### [WORK TO COMPLETE]
Going through the entries below, count each line that holds "LedgerWriter" and give only the total.

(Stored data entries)

Start of Block

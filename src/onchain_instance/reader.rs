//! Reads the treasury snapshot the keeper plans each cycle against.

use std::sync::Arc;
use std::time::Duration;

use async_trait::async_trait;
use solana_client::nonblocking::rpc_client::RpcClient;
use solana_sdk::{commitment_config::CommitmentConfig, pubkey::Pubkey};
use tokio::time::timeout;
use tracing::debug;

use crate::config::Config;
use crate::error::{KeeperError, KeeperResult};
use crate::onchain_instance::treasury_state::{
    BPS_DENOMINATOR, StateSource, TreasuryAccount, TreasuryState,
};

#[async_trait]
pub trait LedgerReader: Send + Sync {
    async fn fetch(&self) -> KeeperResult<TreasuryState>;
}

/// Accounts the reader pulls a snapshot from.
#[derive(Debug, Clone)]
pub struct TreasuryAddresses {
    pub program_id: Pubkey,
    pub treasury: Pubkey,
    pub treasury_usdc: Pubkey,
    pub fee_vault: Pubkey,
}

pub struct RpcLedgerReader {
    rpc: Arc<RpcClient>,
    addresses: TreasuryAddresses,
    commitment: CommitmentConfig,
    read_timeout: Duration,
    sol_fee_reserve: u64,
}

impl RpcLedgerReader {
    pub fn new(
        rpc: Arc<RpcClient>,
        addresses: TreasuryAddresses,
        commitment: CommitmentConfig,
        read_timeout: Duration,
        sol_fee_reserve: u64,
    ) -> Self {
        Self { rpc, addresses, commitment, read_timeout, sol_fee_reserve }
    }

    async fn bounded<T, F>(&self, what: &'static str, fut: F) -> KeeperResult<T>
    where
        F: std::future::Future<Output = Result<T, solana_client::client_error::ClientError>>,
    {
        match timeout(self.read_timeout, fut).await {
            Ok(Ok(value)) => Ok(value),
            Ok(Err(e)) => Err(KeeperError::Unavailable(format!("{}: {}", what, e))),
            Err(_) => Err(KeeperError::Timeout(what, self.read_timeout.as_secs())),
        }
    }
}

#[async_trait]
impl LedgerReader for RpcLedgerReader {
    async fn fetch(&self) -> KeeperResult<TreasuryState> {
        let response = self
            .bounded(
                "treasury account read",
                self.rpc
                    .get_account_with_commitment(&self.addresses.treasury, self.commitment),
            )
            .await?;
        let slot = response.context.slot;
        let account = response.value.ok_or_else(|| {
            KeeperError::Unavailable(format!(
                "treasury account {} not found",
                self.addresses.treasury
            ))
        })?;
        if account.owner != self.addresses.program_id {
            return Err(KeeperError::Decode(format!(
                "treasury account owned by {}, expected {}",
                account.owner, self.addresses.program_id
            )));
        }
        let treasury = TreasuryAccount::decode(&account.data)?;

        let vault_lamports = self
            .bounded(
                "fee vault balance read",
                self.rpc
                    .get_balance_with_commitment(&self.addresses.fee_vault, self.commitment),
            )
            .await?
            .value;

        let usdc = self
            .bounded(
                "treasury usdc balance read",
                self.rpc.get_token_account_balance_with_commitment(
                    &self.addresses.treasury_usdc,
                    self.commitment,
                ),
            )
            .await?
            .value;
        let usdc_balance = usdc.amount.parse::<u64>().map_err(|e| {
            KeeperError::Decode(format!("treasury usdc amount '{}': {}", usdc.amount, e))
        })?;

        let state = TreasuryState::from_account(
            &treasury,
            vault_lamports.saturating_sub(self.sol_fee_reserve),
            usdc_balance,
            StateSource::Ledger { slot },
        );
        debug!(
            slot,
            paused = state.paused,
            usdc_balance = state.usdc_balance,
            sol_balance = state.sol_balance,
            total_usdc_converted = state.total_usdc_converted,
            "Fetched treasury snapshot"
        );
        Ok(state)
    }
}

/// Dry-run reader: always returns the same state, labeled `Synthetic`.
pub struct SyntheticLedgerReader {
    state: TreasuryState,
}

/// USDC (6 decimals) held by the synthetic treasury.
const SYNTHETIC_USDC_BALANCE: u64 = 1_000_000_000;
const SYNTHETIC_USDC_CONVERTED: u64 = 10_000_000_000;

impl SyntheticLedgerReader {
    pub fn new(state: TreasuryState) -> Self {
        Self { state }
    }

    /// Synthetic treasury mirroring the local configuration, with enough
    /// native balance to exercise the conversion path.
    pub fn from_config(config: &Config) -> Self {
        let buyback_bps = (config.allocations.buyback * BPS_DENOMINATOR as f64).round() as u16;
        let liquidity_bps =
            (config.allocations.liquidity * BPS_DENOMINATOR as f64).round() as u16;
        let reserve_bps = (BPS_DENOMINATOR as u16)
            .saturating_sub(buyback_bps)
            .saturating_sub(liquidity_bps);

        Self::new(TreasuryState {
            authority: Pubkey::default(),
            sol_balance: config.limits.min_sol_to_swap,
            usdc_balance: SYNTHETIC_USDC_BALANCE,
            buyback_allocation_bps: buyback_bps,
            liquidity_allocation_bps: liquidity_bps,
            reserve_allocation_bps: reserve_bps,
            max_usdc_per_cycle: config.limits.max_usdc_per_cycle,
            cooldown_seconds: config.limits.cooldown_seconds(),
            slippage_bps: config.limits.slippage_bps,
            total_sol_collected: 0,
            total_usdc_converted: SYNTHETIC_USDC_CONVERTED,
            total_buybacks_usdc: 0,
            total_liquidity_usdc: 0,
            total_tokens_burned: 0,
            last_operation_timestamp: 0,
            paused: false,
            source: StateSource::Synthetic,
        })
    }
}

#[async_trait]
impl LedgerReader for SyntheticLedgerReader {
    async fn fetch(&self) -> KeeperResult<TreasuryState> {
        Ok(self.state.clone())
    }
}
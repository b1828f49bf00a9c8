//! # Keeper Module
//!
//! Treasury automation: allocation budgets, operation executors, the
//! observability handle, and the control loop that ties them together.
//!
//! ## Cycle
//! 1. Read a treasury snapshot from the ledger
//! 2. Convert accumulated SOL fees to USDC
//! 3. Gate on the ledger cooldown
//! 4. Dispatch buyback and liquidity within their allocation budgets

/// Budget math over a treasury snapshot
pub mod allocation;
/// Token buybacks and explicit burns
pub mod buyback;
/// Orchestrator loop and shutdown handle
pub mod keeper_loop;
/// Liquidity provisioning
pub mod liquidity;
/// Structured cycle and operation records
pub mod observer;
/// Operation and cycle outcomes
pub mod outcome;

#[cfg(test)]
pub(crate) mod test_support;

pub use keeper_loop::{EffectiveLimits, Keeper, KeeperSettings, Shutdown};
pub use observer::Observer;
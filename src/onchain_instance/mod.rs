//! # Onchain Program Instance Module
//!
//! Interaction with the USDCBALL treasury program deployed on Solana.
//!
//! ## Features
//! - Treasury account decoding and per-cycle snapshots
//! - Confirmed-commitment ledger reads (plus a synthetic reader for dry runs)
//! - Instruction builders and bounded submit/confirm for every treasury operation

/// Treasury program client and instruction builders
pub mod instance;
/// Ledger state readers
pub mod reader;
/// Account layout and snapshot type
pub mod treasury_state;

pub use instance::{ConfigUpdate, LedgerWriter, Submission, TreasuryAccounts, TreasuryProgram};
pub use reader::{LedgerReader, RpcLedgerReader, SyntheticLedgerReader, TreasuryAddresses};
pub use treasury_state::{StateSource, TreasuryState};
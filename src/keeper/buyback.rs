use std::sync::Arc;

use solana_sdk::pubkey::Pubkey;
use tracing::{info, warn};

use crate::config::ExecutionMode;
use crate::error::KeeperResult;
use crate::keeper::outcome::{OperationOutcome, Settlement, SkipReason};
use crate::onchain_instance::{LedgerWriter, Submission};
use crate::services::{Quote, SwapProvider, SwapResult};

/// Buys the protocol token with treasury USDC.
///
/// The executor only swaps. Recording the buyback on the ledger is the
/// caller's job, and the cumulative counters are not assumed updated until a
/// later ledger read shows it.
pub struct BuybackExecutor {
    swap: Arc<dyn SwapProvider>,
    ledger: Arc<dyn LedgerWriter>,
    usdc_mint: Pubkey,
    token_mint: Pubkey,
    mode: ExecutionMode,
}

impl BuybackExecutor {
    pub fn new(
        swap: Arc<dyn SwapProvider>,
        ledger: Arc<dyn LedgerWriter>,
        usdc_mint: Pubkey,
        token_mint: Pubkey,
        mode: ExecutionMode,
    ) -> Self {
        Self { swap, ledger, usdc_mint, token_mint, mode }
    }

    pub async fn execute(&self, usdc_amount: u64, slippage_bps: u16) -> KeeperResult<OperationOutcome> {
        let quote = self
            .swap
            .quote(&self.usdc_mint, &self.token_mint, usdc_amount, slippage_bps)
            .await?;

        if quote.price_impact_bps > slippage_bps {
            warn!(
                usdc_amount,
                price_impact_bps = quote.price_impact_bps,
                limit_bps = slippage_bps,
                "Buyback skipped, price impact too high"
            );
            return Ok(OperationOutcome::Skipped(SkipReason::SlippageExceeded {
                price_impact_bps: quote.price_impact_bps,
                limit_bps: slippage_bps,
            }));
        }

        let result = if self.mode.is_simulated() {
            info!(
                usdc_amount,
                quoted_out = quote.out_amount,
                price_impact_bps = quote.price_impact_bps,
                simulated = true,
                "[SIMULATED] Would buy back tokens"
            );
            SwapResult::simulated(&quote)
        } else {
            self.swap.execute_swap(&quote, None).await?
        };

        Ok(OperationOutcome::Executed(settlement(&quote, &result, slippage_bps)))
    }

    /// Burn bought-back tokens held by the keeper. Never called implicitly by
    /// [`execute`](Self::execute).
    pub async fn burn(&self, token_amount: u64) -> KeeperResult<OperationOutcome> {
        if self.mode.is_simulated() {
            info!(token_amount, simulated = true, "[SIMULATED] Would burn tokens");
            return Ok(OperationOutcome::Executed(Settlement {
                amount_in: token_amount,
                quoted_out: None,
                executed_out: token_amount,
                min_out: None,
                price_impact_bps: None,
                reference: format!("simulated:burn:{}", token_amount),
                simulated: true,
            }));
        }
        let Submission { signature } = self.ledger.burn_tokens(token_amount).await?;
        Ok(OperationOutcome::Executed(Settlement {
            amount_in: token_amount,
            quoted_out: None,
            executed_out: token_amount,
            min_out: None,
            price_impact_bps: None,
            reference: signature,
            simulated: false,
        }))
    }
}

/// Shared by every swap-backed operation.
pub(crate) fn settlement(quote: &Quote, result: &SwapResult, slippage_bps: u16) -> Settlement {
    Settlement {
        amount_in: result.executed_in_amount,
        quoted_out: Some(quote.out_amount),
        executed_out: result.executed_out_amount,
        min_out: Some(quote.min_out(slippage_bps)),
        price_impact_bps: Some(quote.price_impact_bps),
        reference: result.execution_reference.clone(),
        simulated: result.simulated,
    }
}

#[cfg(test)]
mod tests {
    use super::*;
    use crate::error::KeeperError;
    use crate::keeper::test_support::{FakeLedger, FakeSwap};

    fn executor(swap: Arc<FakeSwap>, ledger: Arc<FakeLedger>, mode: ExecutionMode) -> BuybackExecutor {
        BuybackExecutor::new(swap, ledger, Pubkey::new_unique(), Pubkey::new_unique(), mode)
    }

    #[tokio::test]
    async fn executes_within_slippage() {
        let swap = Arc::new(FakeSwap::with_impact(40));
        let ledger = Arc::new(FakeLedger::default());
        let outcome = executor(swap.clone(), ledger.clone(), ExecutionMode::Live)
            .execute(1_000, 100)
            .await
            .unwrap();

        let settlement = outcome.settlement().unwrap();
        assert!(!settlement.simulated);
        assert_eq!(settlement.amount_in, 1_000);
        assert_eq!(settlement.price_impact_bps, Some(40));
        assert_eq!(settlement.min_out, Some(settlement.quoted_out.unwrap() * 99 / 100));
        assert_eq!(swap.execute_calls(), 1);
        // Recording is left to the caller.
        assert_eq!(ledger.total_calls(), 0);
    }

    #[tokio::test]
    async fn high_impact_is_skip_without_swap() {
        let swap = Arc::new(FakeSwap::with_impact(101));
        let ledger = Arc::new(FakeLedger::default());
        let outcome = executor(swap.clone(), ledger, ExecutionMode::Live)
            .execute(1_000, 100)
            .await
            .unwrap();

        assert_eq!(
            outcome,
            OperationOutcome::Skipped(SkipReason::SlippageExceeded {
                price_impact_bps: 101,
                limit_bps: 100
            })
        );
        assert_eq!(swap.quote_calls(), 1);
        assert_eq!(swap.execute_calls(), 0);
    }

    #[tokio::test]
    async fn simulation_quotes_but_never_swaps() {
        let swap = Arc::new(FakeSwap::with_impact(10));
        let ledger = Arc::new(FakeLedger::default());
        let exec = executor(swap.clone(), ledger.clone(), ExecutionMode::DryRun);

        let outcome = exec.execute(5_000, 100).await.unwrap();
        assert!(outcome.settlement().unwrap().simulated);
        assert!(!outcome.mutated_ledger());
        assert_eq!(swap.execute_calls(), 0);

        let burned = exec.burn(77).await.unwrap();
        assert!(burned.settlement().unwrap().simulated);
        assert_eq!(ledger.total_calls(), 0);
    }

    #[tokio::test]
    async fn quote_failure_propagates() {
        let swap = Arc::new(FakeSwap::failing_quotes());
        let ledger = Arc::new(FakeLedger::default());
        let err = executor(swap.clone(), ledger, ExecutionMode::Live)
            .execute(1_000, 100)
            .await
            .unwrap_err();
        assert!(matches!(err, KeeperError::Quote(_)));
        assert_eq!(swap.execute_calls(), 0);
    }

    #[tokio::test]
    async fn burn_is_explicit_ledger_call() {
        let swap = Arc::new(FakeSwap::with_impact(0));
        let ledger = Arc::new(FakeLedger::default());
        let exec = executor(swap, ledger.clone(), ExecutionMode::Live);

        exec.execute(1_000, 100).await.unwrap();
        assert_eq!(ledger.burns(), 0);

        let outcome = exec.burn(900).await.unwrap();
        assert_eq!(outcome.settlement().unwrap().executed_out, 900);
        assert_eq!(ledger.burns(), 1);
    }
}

End of Block

### [ANSWER FOR THE TASK]
4